▶ [What to work on]
Would you retype every entry that follows without altering a word?

══════

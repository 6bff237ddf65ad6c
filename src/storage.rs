//! Key-value persistence used for autosave
//!
//! The core never assumes a particular backing store. Hosts pass anything
//! implementing [`KeyValueStore`]; an in-memory and a directory-backed
//! implementation are provided.

use std::collections::HashMap;
use std::fs;
use std::path::{Path, PathBuf};

use walkdir::WalkDir;

use crate::error::{Result, SolfaError};

/// Extension of value files written by [`FileStore`].
const VALUE_EXTENSION: &str = ".json";

/// String-keyed, string-valued storage.
pub trait KeyValueStore {
    fn get(&self, key: &str) -> Result<Option<String>>;
    fn set(&mut self, key: &str, value: &str) -> Result<()>;
    fn remove(&mut self, key: &str) -> Result<()>;
    /// All stored keys, sorted.
    fn keys(&self) -> Result<Vec<String>>;
}

/// Volatile store backed by a hash map.
#[derive(Debug, Clone)]
pub struct MemoryStore {
    values: HashMap<String, String>,
    available: bool,
}

impl Default for MemoryStore {
    fn default() -> Self {
        Self::new()
    }
}

impl MemoryStore {
    pub fn new() -> Self {
        Self {
            values: HashMap::new(),
            available: true,
        }
    }

    /// A store that fails every operation, as a full or blocked store would.
    pub fn unavailable() -> Self {
        Self {
            values: HashMap::new(),
            available: false,
        }
    }

    fn check(&self) -> Result<()> {
        if self.available {
            Ok(())
        } else {
            Err(SolfaError::StorageUnavailable {
                reason: "memory store disabled".to_string(),
            })
        }
    }
}

impl KeyValueStore for MemoryStore {
    fn get(&self, key: &str) -> Result<Option<String>> {
        self.check()?;
        Ok(self.values.get(key).cloned())
    }

    fn set(&mut self, key: &str, value: &str) -> Result<()> {
        self.check()?;
        self.values.insert(key.to_string(), value.to_string());
        Ok(())
    }

    fn remove(&mut self, key: &str) -> Result<()> {
        self.check()?;
        self.values.remove(key);
        Ok(())
    }

    fn keys(&self) -> Result<Vec<String>> {
        self.check()?;
        let mut keys: Vec<String> = self.values.keys().cloned().collect();
        keys.sort();
        Ok(keys)
    }
}

/// Store that keeps one JSON file per key in a directory.
#[derive(Debug, Clone)]
pub struct FileStore {
    dir: PathBuf,
}

impl FileStore {
    /// Open (and create if needed) a store rooted at `dir`.
    pub fn open(dir: &Path) -> Result<Self> {
        if !dir.exists() {
            fs::create_dir_all(dir).map_err(|e| SolfaError::StorageUnavailable {
                reason: format!("cannot create {}: {}", dir.display(), e),
            })?;
        }
        Ok(Self {
            dir: dir.to_path_buf(),
        })
    }

    pub fn dir(&self) -> &Path {
        &self.dir
    }

    fn path_for(&self, key: &str) -> Result<PathBuf> {
        let valid = !key.is_empty()
            && key
                .chars()
                .all(|c| c.is_ascii_alphanumeric() || matches!(c, '.' | '_' | '-'));
        if !valid || key.starts_with('.') {
            return Err(SolfaError::InvalidInput {
                reason: format!("invalid storage key '{}'", key),
            });
        }
        Ok(self.dir.join(format!("{}{}", key, VALUE_EXTENSION)))
    }
}

impl KeyValueStore for FileStore {
    fn get(&self, key: &str) -> Result<Option<String>> {
        let path = self.path_for(key)?;
        if !path.exists() {
            return Ok(None);
        }
        Ok(Some(fs::read_to_string(&path)?))
    }

    fn set(&mut self, key: &str, value: &str) -> Result<()> {
        let path = self.path_for(key)?;
        // atomic replace
        let tmp = path.with_extension("tmp");
        fs::write(&tmp, value).map_err(|e| SolfaError::FileWriteError {
            path: tmp.clone(),
            source: e,
        })?;
        fs::rename(&tmp, &path).map_err(|e| SolfaError::FileWriteError {
            path: path.clone(),
            source: e,
        })?;
        Ok(())
    }

    fn remove(&mut self, key: &str) -> Result<()> {
        let path = self.path_for(key)?;
        if path.exists() {
            fs::remove_file(&path)?;
        }
        Ok(())
    }

    fn keys(&self) -> Result<Vec<String>> {
        let mut keys: Vec<String> = WalkDir::new(&self.dir)
            .max_depth(1)
            .into_iter()
            .filter_map(|entry| entry.ok())
            .filter(|entry| entry.file_type().is_file())
            .filter_map(|entry| {
                entry
                    .file_name()
                    .to_string_lossy()
                    .strip_suffix(VALUE_EXTENSION)
                    .map(str::to_string)
            })
            .collect();
        keys.sort();
        Ok(keys)
    }
}

#[cfg(test)]
mod tests {
    use super::*;
    use tempfile::tempdir;

    #[test]
    fn test_memory_store_round_trip() {
        let mut store = MemoryStore::new();
        assert_eq!(store.get("a").unwrap(), None);
        store.set("a", "1").unwrap();
        store.set("b", "2").unwrap();
        assert_eq!(store.get("a").unwrap().as_deref(), Some("1"));
        assert_eq!(store.keys().unwrap(), vec!["a", "b"]);
        store.remove("a").unwrap();
        assert_eq!(store.get("a").unwrap(), None);
    }

    #[test]
    fn test_unavailable_store_errors() {
        let mut store = MemoryStore::unavailable();
        let err = store.set("a", "1").unwrap_err();
        assert_eq!(err.error_code(), "STORAGE_UNAVAILABLE");
    }

    #[test]
    fn test_file_store_persists_across_instances() {
        let temp = tempdir().unwrap();
        let mut store = FileStore::open(temp.path()).unwrap();
        store.set("solfa.autosave", "{\"x\":1}").unwrap();

        let reopened = FileStore::open(temp.path()).unwrap();
        assert_eq!(
            reopened.get("solfa.autosave").unwrap().as_deref(),
            Some("{\"x\":1}")
        );
        assert_eq!(reopened.keys().unwrap(), vec!["solfa.autosave"]);
    }

    #[test]
    fn test_file_store_rejects_path_keys() {
        let temp = tempdir().unwrap();
        let mut store = FileStore::open(temp.path()).unwrap();
        assert!(store.set("../escape", "x").is_err());
        assert!(store.set("", "x").is_err());
    }

    #[test]
    fn test_file_store_creates_directory() {
        let temp = tempdir().unwrap();
        let nested = temp.path().join("a").join("b");
        let store = FileStore::open(&nested).unwrap();
        assert!(store.dir().exists());
        assert!(store.keys().unwrap().is_empty());
    }
}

══════

▶ [Exercise response]
repository 6bff237ddf65ad6c
filename src/storage.rs
//! Key-value persistence used for autosave
//!
//! The core never assumes a particular backing store. Hosts pass anything
//! implementing [`KeyValueStore`]; an in-memory and a directory-backed
//! implementation are provided.

use std::collections::HashMap;
use std::fs;
use std::path::{Path, PathBuf};

use walkdir::WalkDir;

use crate::error::{Result, SolfaError};

/// Extension of value files written by [`FileStore`].
const VALUE_EXTENSION: &str = ".json";

/// String-keyed, string-valued storage.
pub trait KeyValueStore {
    fn get(&self, key: &str) -> Result<Option<String>>;
    fn set(&mut self, key: &str, value: &str) -> Result<()>;
    fn remove(&mut self, key: &str) -> Result<()>;
    /// All stored keys, sorted.
    fn keys(&self) -> Result<Vec<String>>;
}

/// Volatile store backed by a hash map.
#[derive(Debug, Clone)]
pub struct MemoryStore {
    values: HashMap<String, String>,
    available: bool,
}

impl Default for MemoryStore {
    fn default() -> Self {
        Self::new()
    }
}

impl MemoryStore {
    pub fn new() -> Self {
        Self {
            values: HashMap::new(),
            available: true,
        }
    }

    /// A store that fails every operation, as a full or blocked store would.
    pub fn unavailable() -> Self {
        Self {
            values: HashMap::new(),
            available: false,
        }
    }

    fn check(&self) -> Result<()> {
        if self.available {
            Ok(())
        } else {
            Err(SolfaError::StorageUnavailable {
                reason: "memory store disabled".to_string(),
            })
        }
    }
}

impl KeyValueStore for MemoryStore {
    fn get(&self, key: &str) -> Result<Option<String>> {
        self.check()?;
        Ok(self.values.get(key).cloned())
    }

    fn set(&mut self, key: &str, value: &str) -> Result<()> {
        self.check()?;
        self.values.insert(key.to_string(), value.to_string());
        Ok(())
    }

    fn remove(&mut self, key: &str) -> Result<()> {
        self.check()?;
        self.values.remove(key);
        Ok(())
    }

    fn keys(&self) -> Result<Vec<String>> {
        self.check()?;
        let mut keys: Vec<String> = self.values.keys().cloned().collect();
        keys.sort();
        Ok(keys)
    }
}

/// Store that keeps one JSON file per key in a directory.
#[derive(Debug, Clone)]
pub struct FileStore {
    dir: PathBuf,
}

impl FileStore {
    /// Open (and create if needed) a store rooted at `dir`.
    pub fn open(dir: &Path) -> Result<Self> {
        if !dir.exists() {
            fs::create_dir_all(dir).map_err(|e| SolfaError::StorageUnavailable {
                reason: format!("cannot create {}: {}", dir.display(), e),
            })?;
        }
        Ok(Self {
            dir: dir.to_path_buf(),
        })
    }

    pub fn dir(&self) -> &Path {
        &self.dir
    }

    fn path_for(&self, key: &str) -> Result<PathBuf> {
        let valid = !key.is_empty()
            && key
                .chars()
                .all(|c| c.is_ascii_alphanumeric() || matches!(c, '.' | '_' | '-'));
        if !valid || key.starts_with('.') {
            return Err(SolfaError::InvalidInput {
                reason: format!("invalid storage key '{}'", key),
            });
        }
        Ok(self.dir.join(format!("{}{}", key, VALUE_EXTENSION)))
    }
}

impl KeyValueStore for FileStore {
    fn get(&self, key: &str) -> Result<Option<String>> {
        let path = self.path_for(key)?;
        if !path.exists() {
            return Ok(None);
        }
        Ok(Some(fs::read_to_string(&path)?))
    }

    fn set(&mut self, key: &str, value: &str) -> Result<()> {
        let path = self.path_for(key)?;
        // atomic replace
        let tmp = path.with_extension("tmp");
        fs::write(&tmp, value).map_err(|e| SolfaError::FileWriteError {
            path: tmp.clone(),
            source: e,
        })?;
        fs::rename(&tmp, &path).map_err(|e| SolfaError::FileWriteError {
            path: path.clone(),
            source: e,
        })?;
        Ok(())
    }

    fn remove(&mut self, key: &str) -> Result<()> {
        let path = self.path_for(key)?;
        if path.exists() {
            fs::remove_file(&path)?;
        }
        Ok(())
    }

    fn keys(&self) -> Result<Vec<String>> {
        let mut keys: Vec<String> = WalkDir::new(&self.dir)
            .max_depth(1)
            .into_iter()
            .filter_map(|entry| entry.ok())
            .filter(|entry| entry.file_type().is_file())
            .filter_map(|entry| {
                entry
                    .file_name()
                    .to_string_lossy()
                    .strip_suffix(VALUE_EXTENSION)
                    .map(str::to_string)
            })
            .collect();
        keys.sort();
        Ok(keys)
    }
}

#[cfg(test)]
mod tests {
    use super::*;
    use tempfile::tempdir;

    #[test]
    fn test_memory_store_round_trip() {
        let mut store = MemoryStore::new();
        assert_eq!(store.get("a").unwrap(), None);
        store.set("a", "1").unwrap();
        store.set("b", "2").unwrap();
        assert_eq!(store.get("a").unwrap().as_deref(), Some("1"));
        assert_eq!(store.keys().unwrap(), vec!["a", "b"]);
        store.remove("a").unwrap();
        assert_eq!(store.get("a").unwrap(), None);
    }

    #[test]
    fn test_unavailable_store_errors() {
        let mut store = MemoryStore::unavailable();
        let err = store.set("a", "1").unwrap_err();
        assert_eq!(err.error_code(), "STORAGE_UNAVAILABLE");
    }

    #[test]
    fn test_file_store_persists_across_instances() {
        let temp = tempdir().unwrap();
        let mut store = FileStore::open(temp.path()).unwrap();
        store.set("solfa.autosave", "{\"x\":1}").unwrap();

        let reopened = FileStore::open(temp.path()).unwrap();
        assert_eq!(
            reopened.get("solfa.autosave").unwrap().as_deref(),
            Some("{\"x\":1}")
        );
        assert_eq!(reopened.keys().unwrap(), vec!["solfa.autosave"]);
    }

    #[test]
    fn test_file_store_rejects_path_keys() {
        let temp = tempdir().unwrap();
        let mut store = FileStore::open(temp.path()).unwrap();
        assert!(store.set("../escape", "x").is_err());
        assert!(store.set("", "x").is_err());
    }

    #[test]
    fn test_file_store_creates_directory() {
        let temp = tempdir().unwrap();
        let nested = temp.path().join("a").join("b");
        let store = FileStore::open(&nested).unwrap();
        assert!(store.dir().exists());
        assert!(store.keys().unwrap().is_empty());
    }
}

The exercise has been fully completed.